Sunday, February 19, 2012

Petals of Time

Kelp
—Photo by D.R. Wagner, Elk Grove


VI
THE CLOCK FALLEN INTO THE SEA
—Pablo Neruda

There is so much dark light in space
and so many dimensions suddenly yellow
because the wind does not fall
and the leaves do not breathe.

It is a Sunday day arrested in the sea,
a day like a submerged boat,
a drop of time assaulted by scales
that are fiercely dressed in transparent dampness.

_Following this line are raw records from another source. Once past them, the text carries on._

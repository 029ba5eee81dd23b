use std::fs::File;
use std::io::{self, BufWriter, Write};
use std::path::Path;

use crate::field::{Component, Field};
use crate::sim::State;

/// Write a field as CSV, one line per matrix row.
pub fn write_field<W: Write>(writer: &mut W, field: &Field) -> io::Result<()> {
    for row in field.row_iter() {
        let line: Vec<String> = row.iter().map(|v| format!("{:.6}", v)).collect();
        writeln!(writer, "{}", line.join(","))?;
    }
    Ok(())
}

/// Write per-frame statistics of both fields.
///
/// Columns: step, time, a_min, a_max, a_mean, b_min, b_max, b_mean
pub fn write_history<W: Write>(writer: &mut W, frames: &[State]) -> io::Result<()> {
    writeln!(writer, "step,time,a_min,a_max,a_mean,b_min,b_max,b_mean")?;

    for s in frames {
        let a = s.stats(Component::A);
        let b = s.stats(Component::B);
        writeln!(
            writer,
            "{},{:.6},{:.6},{:.6},{:.6},{:.6},{:.6},{:.6}",
            s.step, s.time,
            a.min, a.max, a.mean,
            b.min, b.max, b.mean,
        )?;
    }

    Ok(())
}

/// Write a field to a CSV file at the given path.
pub fn write_field_file(path: impl AsRef<Path>, field: &Field) -> io::Result<()> {
    let mut file = BufWriter::new(File::create(path)?);
    write_field(&mut file, field)?;
    file.flush()
}

/// Write frame statistics to a CSV file at the given path.
pub fn write_history_file(path: impl AsRef<Path>, frames: &[State]) -> io::Result<()> {
    let mut file = BufWriter::new(File::create(path)?);
    write_history(&mut file, frames)?;
    file.flush()
}

#[cfg(test)]
mod tests {
    use super::*;

    #[test]
    fn field_rows_become_lines() {
        let f = Field::from_fn(2, 3, |i, j| (i * 10 + j) as f64 * 0.5);
        let mut buf = Vec::new();
        write_field(&mut buf, &f).unwrap();
        let out = String::from_utf8(buf).unwrap();
        let lines: Vec<&str> = out.lines().collect();

        assert_eq!(lines.len(), 2);
        assert_eq!(lines[0], "0.000000,0.500000,1.000000");
        assert_eq!(lines[1], "5.000000,5.500000,6.000000");
    }

    #[test]
    fn history_has_header_and_rows() {
        let mut s0 = State::zeros(2, 2);
        s0.a.fill(1.0);
        let mut s1 = s0.clone();
        s1.step = 10;
        s1.time = 0.01;
        s1.b[(0, 0)] = -2.0;

        let mut buf = Vec::new();
        write_history(&mut buf, &[s0, s1]).unwrap();
        let output = String::from_utf8(buf).unwrap();
        let lines: Vec<&str> = output.lines().collect();

        assert!(lines[0].starts_with("step,time,"));
        assert_eq!(lines.len(), 3); // header + 2 data rows
        assert!(lines[1].starts_with("0,0.000000,1.000000,1.000000,1.000000,"));
        assert!(lines[2].starts_with("10,0.010000,"));
        assert!(lines[2].ends_with(",-2.000000,0.000000,-0.500000"));
    }
}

There are months seriously accumulated in a vestment
that we wish to smell weeping with closed eyes,
and there are years in a single blind sign of water
deposited and green,
there is the age that neither fingers nor light captured,

much more praiseworthy than a broken fan,
much more silent than a disinterred foot,
there is the nuptial age of the days dissolved
in a sad tomb traversed by fish.

The petals of time fall immensely
like vague umbrellas looking like the sky,
growing around, it is scarcely
a bell never seen,
a flooded rose, a jellyfish, a long
shattered throbbing:
but it is not that, it is something that scarcely touches and spends,
a confused trace without sound or birds,
a dissipation of perfumes and races.

The clock that in the field stretched out upon the moss
and struck a hip with its electric form
runs rickety and wounded beneath the fearful water
that ripples palpitating with central currents.